*Problem*. At the line containing "mod outcome;", begin repeating lines exactly, and stop only after the final line of the records below.

[Collected data entries]
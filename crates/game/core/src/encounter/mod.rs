//! Encounter tiles and teleport pads.
//!
//! Reward and curse tiles share a trigger gate: each roll first checks
//! `tile_interaction_percent`, and a miss leaves the ledger untouched.
//! Magnitudes scale with the map level.
mod curse;
mod outcome;
mod reward;
mod teleport;

pub use curse::roll_curse;
pub use outcome::{EncounterOutcome, EncounterReport, EncounterTile};
pub use reward::roll_reward;
pub use teleport::{TeleportError, exit_direction, teleport};

use crate::config::StatRange;
use crate::env::RngSource;

/// Sums one draw from `range` per map level.
pub(crate) fn sum_draws(rng: &mut dyn RngSource, map_level: u32, range: StatRange) -> u32 {
    (0..map_level).fold(0u32, |total, _| {
        total.saturating_add(rng.range(range.min, range.max))
    })
}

*Written solution*.
mod outcome;
mod reward;
mod teleport;

pub use curse::roll_curse;
pub use outcome::{EncounterOutcome, EncounterReport, EncounterTile};
pub use reward::roll_reward;
pub use teleport::{TeleportError, exit_direction, teleport};

use crate::config::StatRange;
use crate::env::RngSource;

/// Sums one draw from `range` per map level.
pub(crate) fn sum_draws(rng: &mut dyn RngSource, map_level: u32, range: StatRange) -> u32 {
    (0..map_level).fold(0u32, |total, _| {
        total.saturating_add(rng.range(range.min, range.max))
    })
}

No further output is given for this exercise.